掛斷電話之后馬光明頗有點心灰意冷,他本來還想好好打一場攻堅戰,徹底解決武溪縣的痼疾呢,沒想到……武溪縣的水真深啊……
就在他心煩意亂的時候又聽說杜龍一意孤行,他當時就火了,沒想到杜龍這時候還敢掛他的電話,這顆棋子勇則勇矣,看來只能當棄子用了……
杜龍可不知道馬光明已經把他看成了棄子,他一路順風地回到了鐵嶺煤礦,在卡車拐彎去鐵嶺煤礦礦場的時候,杜龍悄悄跳下車,然后向夏紅軍的出租屋走去。
夏紅軍手里有兩把手槍,杜龍還是有點擔心的,他并沒有直接去敲夏紅軍的門,而是找到正在看電視的出租屋老板,說是要租房子。
礦上出了這么大的事,許多臨時工都跑了,出租屋老板正頭疼空房率太高呢,見有人來租房可高興壞了,他帶杜龍去看房,在經過夏紅軍門前的時候,杜龍隨口問道:“在這里租房住著的都是礦上的工人嗎?我是剛來的,很多都不懂,想找個人問問。”
老板答道:“也不是啦,很多一家三四口都住在一個屋里,這屋里就住著一個老太太,他兒子的礦上的大能人,人也很老實、孝順,可惜啊……”
“可惜什么?”杜龍明知故問道,老板遲疑了一下,說道:“他惹麻煩了,剛才回來給了我一年的租金及伙食費保姆費,讓我幫他照顧他的母親,唉,多好的一個小伙子啊,為了礦上搞成這樣……”
杜龍問道:“他走了嗎?什么時候走的?說了什么嗎?”
老板警覺地說道:“走了……啊,你怎么對他這么感興趣?我什么都不知道,我什么都沒說!”
杜龍一亮警官證,說道:“我是玉眀市派來查案的專案組成員,請你配合調查,否則就是妨礙公務,你明白嗎?”
老板傻眼了,不但租客沒了不說,自己倒是惹了麻煩,好在杜龍沒有說要沒收夏紅軍提前給的租金什么的,否則他就更難過了。
杜龍問了幾句,老板對夏紅軍的去向毫不知情,杜龍正要繼續追問,夏紅軍租的屋子里傳來一個老人的聲音道:“門外的那位警官,紅軍留了點東西給你,門沒鎖,請進來吧。”

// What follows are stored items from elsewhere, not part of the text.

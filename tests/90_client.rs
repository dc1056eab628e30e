mod common;

use common::{spawn_server, token_for};
use reqwest::StatusCode;
use serde_json::{json, Value};
use uuid::Uuid;

use storefront_admin::cli::api::{ApiClient, ClientError};
use storefront_admin::cli::form::{Form, FormSpec};
use storefront_admin::cli::listing::Table;
use storefront_admin::types::Entity;

async fn client_for(user: &str) -> ApiClient {
    let base = spawn_server().await.expect("failed to start server");
    ApiClient::new(&base, Some(token_for(user))).unwrap()
}

async fn create_store(client: &ApiClient) -> Uuid {
    let mut form = Form::new(FormSpec::new_store(), None).unwrap();
    form.set("name", json!("Main"));
    let outcome = form.submit(client).await.unwrap();
    assert!(!outcome.toast.is_error(), "{:?}", outcome.toast);
    assert_eq!(outcome.toast.description, "Store created.");

    let id = outcome.data.unwrap()["id"].as_str().unwrap().to_string();
    assert_eq!(outcome.redirect, Some(format!("/{}", id)));
    Uuid::parse_str(&id).unwrap()
}

#[tokio::test]
async fn forms_create_edit_and_delete_over_http() {
    let client = client_for("user_alice").await;
    assert!(client.ping().await);
    let store = create_store(&client).await;

    let mut create = Form::new(FormSpec::entity(Entity::Billboard, store), None).unwrap();
    create.set("label", json!("Summer"));
    create.set("imageUrl", json!("https://cdn.test/s.png"));
    let outcome = create.submit(&client).await.unwrap();
    assert_eq!(outcome.toast.description, "Billboard created.");
    assert_eq!(outcome.redirect, Some(format!("/{}/billboards", store)));
    let created = outcome.data.unwrap();

    let mut edit = Form::new(FormSpec::entity(Entity::Billboard, store), Some(created.clone())).unwrap();
    assert_eq!(edit.heading(), "Edit billboard");
    edit.set("label", json!("Winter"));
    let outcome = edit.submit(&client).await.unwrap();
    assert_eq!(outcome.toast.description, "Billboard updated.");
    assert_eq!(outcome.data.unwrap()["label"], "Winter");

    let outcome = edit.delete(&client, || true).await.unwrap().unwrap();
    assert_eq!(outcome.toast.description, "Billboard deleted.");
    assert_eq!(outcome.redirect, Some(format!("/{}/billboards", store)));

    let err = client
        .get(&format!("/api/{}/billboards/{}", store, created["id"].as_str().unwrap()))
        .await
        .unwrap_err();
    assert_eq!(err.status(), Some(StatusCode::NOT_FOUND));
}

#[tokio::test]
async fn refused_delete_shows_the_dependents_hint() {
    let client = client_for("user_alice").await;
    let store = create_store(&client).await;

    let billboard = client
        .post(
            &format!("/api/{}/billboards", store),
            &json!({ "label": "Summer", "imageUrl": "https://cdn.test/s.png" }),
        )
        .await
        .unwrap();
    client
        .post(
            &format!("/api/{}/categories", store),
            &json!({ "name": "Shirts", "billboardId": billboard["id"] }),
        )
        .await
        .unwrap();

    let form = Form::new(FormSpec::entity(Entity::Billboard, store), Some(billboard)).unwrap();
    let outcome = form.delete(&client, || true).await.unwrap().unwrap();
    assert!(outcome.toast.is_error());
    assert_eq!(
        outcome.toast.description,
        "Make sure you removed all categories using this billboard first."
    );
    assert_eq!(outcome.redirect, None);
}

#[tokio::test]
async fn server_failures_become_generic_toasts() {
    let owner = client_for("user_alice").await;
    let store = create_store(&owner).await;

    let intruder = ApiClient::new(owner.base_url().as_str(), Some(token_for("user_mallory"))).unwrap();
    let mut form = Form::new(FormSpec::entity(Entity::Color, store), None).unwrap();
    form.set("name", json!("Black"));
    form.set("value", json!("#000"));
    let outcome = form.submit(&intruder).await.unwrap();
    assert_eq!(outcome.toast.title.as_deref(), Some("Something went wrong."));
    assert_eq!(outcome.toast.description, "Color created. fail. Please try again.");
    assert!(outcome.data.is_none());

    match intruder.get(&format!("/api/stores/{}", store)).await {
        Err(ClientError::Http { status, message, code }) => {
            assert_eq!(status, StatusCode::FORBIDDEN);
            assert_eq!(message, "Unauthorized");
            assert_eq!(code.as_deref(), Some("FORBIDDEN"));
        }
        other => panic!("expected 403, got {:?}", other),
    }
}

#[tokio::test]
async fn listing_renders_server_rows() {
    let client = client_for("user_alice").await;
    let store = create_store(&client).await;
    for (name, value) in [("Small", "S"), ("Large", "L")] {
        client
            .post(&format!("/api/{}/sizes", store), &json!({ "name": name, "value": value }))
            .await
            .unwrap();
    }

    let rows = match client.get(&format!("/api/{}/sizes", store)).await.unwrap() {
        Value::Array(rows) => rows,
        other => panic!("expected array, got {}", other),
    };
    let table = Table::for_entity(Entity::Size, &rows);
    assert_eq!(table.rows.len(), 2);
    let text = table.render_text();
    assert!(text.contains("Large"));
    assert!(text.find("Large").unwrap() < text.find("Small").unwrap());
}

杜龍早就想進去了,見屋里的人出言召喚,他也就不客氣了,推開門,只見屋里黑漆漆的,借著屋外的燈光,杜龍看到一個五十余歲的老太太穿得整整齊齊地坐在正對房門的床邊。
出租屋的老板說道:“劉老太看不見,警官你得自己開燈,開關就在門邊。”
杜龍啪地一聲打開了電燈,終于看清了屋里的情況,只見屋里沒有什么多余的東西,很整潔干凈,老人平靜地坐在那里,說道:“警官,我兒子說他沒有殺人,我相信他。”